Immigration Minister Chris Bowen says another 36 Sri Lankan men arrived on the isolated Pacific island at 7.30am local time on Tuesday.
They will be housed in tents alongside 30 Sri Lankan men sent there last week.
The Nauruan government says the transfer occurred without incident and the men appear relaxed.
Mr Bowen says future transfers will include a broad cross-section of people, including families and groups with special needs such as children.
But it will take time for people smugglers and asylum seekers to get the message that the policy is up and running.
"That will take a little bit of time, it would take the transfers to be occurring on a regular basis," the minister told reporters in Canberra.
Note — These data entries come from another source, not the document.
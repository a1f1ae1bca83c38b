use log::debug;

use crate::common::{
    ec::{generator, Poly},
    error::{QRError, QRResult},
    metadata::{DATA_CODEWORDS, ECC_CODEWORDS, TOTAL_CODEWORDS},
};

// ECC: Error Correction Codeword generator
pub fn ecc(data: &[u8]) -> QRResult<[u8; ECC_CODEWORDS]> {
    let (_, rem) = divide(data)?;
    let mut res = [0u8; ECC_CODEWORDS];
    res.copy_from_slice(&rem.to_bytes());
    Ok(res)
}

// Data codewords followed by their ecc
pub fn encode_codeword(data: &[u8]) -> QRResult<[u8; TOTAL_CODEWORDS]> {
    let (shifted, rem) = divide(data)?;
    let codeword = &shifted + &rem;
    let mut res = [0u8; TOTAL_CODEWORDS];
    res.copy_from_slice(&codeword.to_bytes());
    debug!("Codeword: {res:02X?}");
    Ok(res)
}

// Performs polynomial long division of the data polynomial shifted by x^7
// with the generator polynomial. Returns the shifted dividend and remainder.
pub(crate) fn divide(data: &[u8]) -> QRResult<(Poly, Poly)> {
    if data.len() != DATA_CODEWORDS {
        return Err(QRError::WrongLength { expected: DATA_CODEWORDS, actual: data.len() });
    }
    let shifted = Poly::new(data).shift(ECC_CODEWORDS);
    let rem = shifted.rem(&generator());
    debug_assert_eq!(rem.len(), ECC_CODEWORDS, "Remainder has wrong degree");
    Ok((shifted, rem))
}

#[cfg(test)]
mod ec_tests {
    use test_case::test_case;

    use super::{ecc, encode_codeword};
    use crate::common::{ec::is_valid_codeword, error::QRError};

    const KANJI_DATA: [u8; 19] = [
        0x80, 0x26, 0xCF, 0xEA, 0xA8, 0x00, 0xEC, 0x11, 0xEC, 0x11, 0xEC, 0x11, 0xEC, 0x11, 0xEC,
        0x11, 0xEC, 0x11, 0xEC,
    ];

    #[test_case(KANJI_DATA.to_vec(), [0xB1, 0x5E, 0x3D, 0xE1, 0xD3, 0xF4, 0xD3]; "two kanji")]
    #[test_case(
        vec![
            0x80, 0x13, 0x9F, 0x80, 0xEC, 0x11, 0xEC, 0x11, 0xEC, 0x11, 0xEC, 0x11, 0xEC, 0x11,
            0xEC, 0x11, 0xEC, 0x11, 0xEC,
        ],
        [0x04, 0xD7, 0xB3, 0x18, 0x01, 0x13, 0xF7];
        "single kanji"
    )]
    #[test_case(
        vec![
            0x80, 0x93, 0x9F, 0xA8, 0x68, 0xE7, 0xEA, 0x1A, 0x39, 0xFA, 0x86, 0x8E, 0x7E, 0xA1,
            0xA3, 0x9F, 0x80, 0xEC, 0x11,
        ],
        [0x56, 0x2B, 0x61, 0xED, 0x04, 0x24, 0xDF];
        "nine kanji"
    )]
    #[test_case((1..=19).collect(), [0x40, 0x10, 0xFB, 0xFA, 0x19, 0x58, 0x10]; "counting bytes")]
    #[test_case(vec![0; 19], [0; 7]; "all zero")]
    fn test_ecc(data: Vec<u8>, exp: [u8; 7]) {
        assert_eq!(ecc(&data).unwrap(), exp);
    }

    #[test]
    fn test_codeword_keeps_data() {
        let codeword = encode_codeword(&KANJI_DATA).unwrap();
        assert_eq!(codeword[..19], KANJI_DATA);
        assert_eq!(codeword[19..], [0xB1, 0x5E, 0x3D, 0xE1, 0xD3, 0xF4, 0xD3]);
        assert!(is_valid_codeword(&codeword));
    }

    #[test_case(0; "empty")]
    #[test_case(18; "short")]
    #[test_case(26; "long")]
    fn test_wrong_length(len: usize) {
        let data = vec![0u8; len];
        assert_eq!(ecc(&data), Err(QRError::WrongLength { expected: 19, actual: len }));
        assert_eq!(
            encode_codeword(&data).map(|c| c.len()),
            Err(QRError::WrongLength { expected: 19, actual: len })
        );
    }
}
The Salvation Army, which is helping care for asylum seekers sent to Nauru, said facilities should be improved before any women and children are sent there.
"We certainly would be keen to see more development happen with facilities prior to that happening," Salvation Army spokesman Paul Moulds told the ABC.
"But at the end of the day, that's not our decision, and I'm sure that the intention is that the facilities are developed far further before that happens."
Mr Bowen says Australian Defence Force personnel have deployed to Papua New Guinea to start work on rebuilding asylum seeker processing facility on Manus Island.
Four C-130 aircraft left Australia for PNG on Tuesday, with 25 ADF personnel on board.
Earlier on Tuesday, opposition immigration spokesman Scott Morrison accused the government of being "half-hearted" about offshore processing because it had yet to send anyone to Nauru who had arrived by boat from Indonesia.
"The boats keep coming from Indonesia, yet no-one who has come from a boat from Indonesia has been sent to Nauru," he told reporters in Canberra.
But Mr Bowen rejected this, saying who got transferred was an operational decision.
"Broad cross sections of people will be transferred in the coming period," he repeated.
He said Mr Morrison and the opposition was "very keen to make this a political issue".
"That says more about them than it does about me."
Mr Bowen has previously said Nauru will be able to house 500 people by the end of this month.
Total capacity is 1500 and 600 for Manus Island.
An asylum seeker boat carrying 10 people was intercepted near the Cocos Islands on Monday and the passengers are being taken to Christmas Island.( ninemsn.com)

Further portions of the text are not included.